Task to carry out: Only the lines of the data holding the string "nonzero" need to be returned.

Collected data
'''

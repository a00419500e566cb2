//! Linear algebra type system for the quadrotor filter
//!
//! Fixed-size aliases for the quadrotor state and measurement, plus the
//! handful of dense operations the unscented engine needs on top of nalgebra.

use nalgebra::{DMatrix, DVector, SVector};

// ===== State Dimensions =====
pub const STATE_DIM: usize = 16;

// ===== Measurement Dimensions =====
pub const MEASURE_DIM_POSE: usize = 10; // position, quaternion, velocity

// ===== Quadrotor Filter Types =====
pub type StateVec16 = SVector<f64, STATE_DIM>;
pub type PoseMeasVec = SVector<f64, MEASURE_DIM_POSE>;

// ===== Sigma Point Types (for UKF) =====
pub const SIGMA_COUNT_16: usize = 2 * STATE_DIM + 1; // 33

/// Relative pivot tolerance used when factoring covariances.
pub const PIVOT_TOLERANCE: f64 = 1e-12;

/// Lower factor `F = L * sqrt(D)` of `P = L D L^T`, so that `P = F F^T`.
///
/// Unlike a plain Cholesky this accepts positive *semi*definite input: a pivot
/// within tolerance of zero drops its column, provided the rest of that column
/// is zero as well. Returns `None` when the matrix is not PSD (a clearly
/// negative pivot, or a zero pivot with a nonzero remainder) or is not square.
pub fn ldl_lower_factor(p: &DMatrix<f64>) -> Option<DMatrix<f64>> {
    let n = p.nrows();
    if p.ncols() != n {
        return None;
    }

    let scale = (0..n).map(|i| p[(i, i)].abs()).fold(1.0_f64, f64::max);
    let tol = PIVOT_TOLERANCE * scale;

    let mut l = DMatrix::<f64>::identity(n, n);
    let mut d = DVector::<f64>::zeros(n);

    for j in 0..n {
        let mut dj = p[(j, j)];
        for k in 0..j {
            dj -= l[(j, k)] * l[(j, k)] * d[k];
        }

        if dj < -tol {
            return None;
        }
        let zero_pivot = dj <= tol;
        d[j] = if zero_pivot { 0.0 } else { dj };

        for i in (j + 1)..n {
            let mut lij = p[(i, j)];
            for k in 0..j {
                lij -= l[(i, k)] * l[(j, k)] * d[k];
            }
            if zero_pivot {
                // A zero pivot over a nonzero remainder means P is indefinite.
                if lij.abs() > tol {
                    return None;
                }
            } else {
                l[(i, j)] = lij / dj;
            }
        }
    }

    for j in 0..n {
        let s = d[j].sqrt();
        for i in 0..n {
            l[(i, j)] *= s;
        }
    }
    Some(l)
}

/// `0.5 * (P + P^T)`
pub fn symmetrize(p: &DMatrix<f64>) -> DMatrix<f64> {
    (p + p.transpose()) * 0.5
}

pub fn is_finite_vector(v: &DVector<f64>) -> bool {
    v.iter().all(|x| x.is_finite())
}

pub fn is_finite_matrix(m: &DMatrix<f64>) -> bool {
    m.iter().all(|x| x.is_finite())
}

/// Matrix whose every column is `v`.
pub fn repeat_columns(v: &DVector<f64>, num_cols: usize) -> DMatrix<f64> {
    DMatrix::from_fn(v.len(), num_cols, |i, _| v[i])
}

#[cfg(test)]
mod tests {
    use super::*;
    use approx::assert_abs_diff_eq;

    #[test]
    fn test_ldl_reconstructs_spd() {
        let p = DMatrix::from_row_slice(
            3,
            3,
            &[4.0, 1.0, 0.5, 1.0, 3.0, 0.2, 0.5, 0.2, 2.0],
        );
        let f = ldl_lower_factor(&p).expect("SPD matrix should factor");

        // Lower triangular
        assert_eq!(f[(0, 1)], 0.0);
        assert_eq!(f[(0, 2)], 0.0);
        assert_eq!(f[(1, 2)], 0.0);

        let rebuilt = &f * f.transpose();
        for i in 0..3 {
            for j in 0..3 {
                assert_abs_diff_eq!(rebuilt[(i, j)], p[(i, j)], epsilon = 1e-12);
            }
        }
    }

    #[test]
    fn test_ldl_accepts_rank_deficient() {
        // v v^T is rank one: the second and third pivots are exactly zero.
        let v = DVector::from_vec(vec![1.0, 2.0, -1.0]);
        let p = &v * v.transpose();

        let f = ldl_lower_factor(&p).expect("PSD matrix should factor");
        let rebuilt = &f * f.transpose();
        for i in 0..3 {
            for j in 0..3 {
                assert_abs_diff_eq!(rebuilt[(i, j)], p[(i, j)], epsilon = 1e-12);
            }
        }
    }

    #[test]
    fn test_ldl_rejects_indefinite() {
        let p = DMatrix::from_diagonal(&DVector::from_vec(vec![1.0, -0.5, 2.0]));
        assert!(ldl_lower_factor(&p).is_none());
    }

    #[test]
    fn test_ldl_rejects_zero_pivot_with_coupling() {
        // Eigenvalues ±1 with a zero diagonal: no negative pivot ever shows up.
        let p = DMatrix::from_row_slice(2, 2, &[0.0, 1.0, 1.0, 0.0]);
        assert!(ldl_lower_factor(&p).is_none());

        let p = DMatrix::from_row_slice(3, 3, &[1.0, 0.0, 0.0, 0.0, 0.0, 0.5, 0.0, 0.5, 2.0]);
        assert!(ldl_lower_factor(&p).is_none());
    }

    #[test]
    fn test_zero_matrix_factors_to_zero() {
        let p = DMatrix::<f64>::zeros(4, 4);
        let f = ldl_lower_factor(&p).expect("zero matrix is PSD");
        assert!(f.iter().all(|&x| x == 0.0));
    }

    #[test]
    fn test_repeat_columns() {
        let v = DVector::from_vec(vec![1.0, 2.0]);
        let m = repeat_columns(&v, 3);
        assert_eq!(m.shape(), (2, 3));
        assert_eq!(m[(1, 2)], 2.0);
    }
}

'''

Exercise output:
/// negative pivot, or a zero pivot with a nonzero remainder) or is not square.
                // A zero pivot over a nonzero remainder means P is indefinite.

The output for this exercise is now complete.